● **INSTRUCTIONS TO FOLLOW**
Your response should contain each line of the data that includes "export".

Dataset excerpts
+ + + +
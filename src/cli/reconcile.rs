use crate::error::Result;
use crate::export::family_text;
use crate::pipeline::{load_ledger, reconcile};
use crate::reconciler::find_family;
use crate::settings::Settings;

pub fn run(settings: &Settings, family: Option<&str>) -> Result<()> {
    let ledger = load_ledger(settings)?;
    let families = reconcile(settings, &ledger)?;

    match family {
        Some(name) => {
            let report = find_family(&families, name)?;
            print!("{}", family_text(report));
        }
        None if families.is_empty() => println!("No families had data to reconcile."),
        None => {
            let texts: Vec<String> = families.iter().map(family_text).collect();
            print!("{}", texts.join("\n"));
        }
    }
    Ok(())
}
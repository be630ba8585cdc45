use comfy_table::{Cell, Table};

use crate::error::Result;
use crate::export::{load_issues_text, write_combined_csv, COMBINED_CSV};
use crate::pipeline::load_ledger;
use crate::reports::get_summary;
use crate::settings::Settings;

pub fn run(settings: &Settings) -> Result<()> {
    let ledger = load_ledger(settings)?;
    let path = settings.processed_dir().join(COMBINED_CSV);
    write_combined_csv(&path, &ledger.load.transactions, &[])?;

    let mut table = Table::new();
    table.set_header(vec!["File", "Rows", "SHA-256"]);
    for input in &ledger.load.inputs {
        table.add_row(vec![
            Cell::new(&input.path),
            Cell::new(input.rows),
            Cell::new(input.sha256.get(..12).unwrap_or(input.sha256.as_str())),
        ]);
    }
    println!("Inputs\n{table}");

    let summary = get_summary(&ledger.load);
    let mut table = Table::new();
    table.set_header(vec!["Account", "Transactions"]);
    for (account, count) in &summary.per_account {
        table.add_row(vec![Cell::new(account), Cell::new(count)]);
    }
    println!("\nLoaded {} transactions\n{table}", summary.transaction_count);
    println!(
        "Categorized: {}  Uncategorized: {}",
        ledger.categorize.categorized, ledger.categorize.uncategorized
    );

    let issues = load_issues_text(&ledger.load.issues);
    if !issues.is_empty() {
        println!("\n{issues}");
    }
    println!("Wrote {}", path.display());
    Ok(())
}
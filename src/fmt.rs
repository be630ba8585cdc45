use rust_decimal::Decimal;

/// Format a decimal as a dollar amount with thousands separators: $1,234.56
pub fn money(val: Decimal) -> String {
    let val = val.round_dp(2);
    let negative = val < Decimal::ZERO;
    let cents = format!("{:.2}", val.abs());
    let (int_part, dec_part) = cents.split_once('.').unwrap_or((cents.as_str(), "00"));

    let mut with_commas = String::new();
    for (i, c) in int_part.chars().rev().enumerate() {
        if i > 0 && i % 3 == 0 {
            with_commas.push(',');
        }
        with_commas.push(c);
    }
    let with_commas: String = with_commas.chars().rev().collect();

    if negative {
        format!("-${with_commas}.{dec_part}")
    } else {
        format!("${with_commas}.{dec_part}")
    }
}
+ + + +
● **EXPECTED ANSWER**
use crate::export::family_text;
use crate::export::{load_issues_text, write_combined_csv, COMBINED_CSV};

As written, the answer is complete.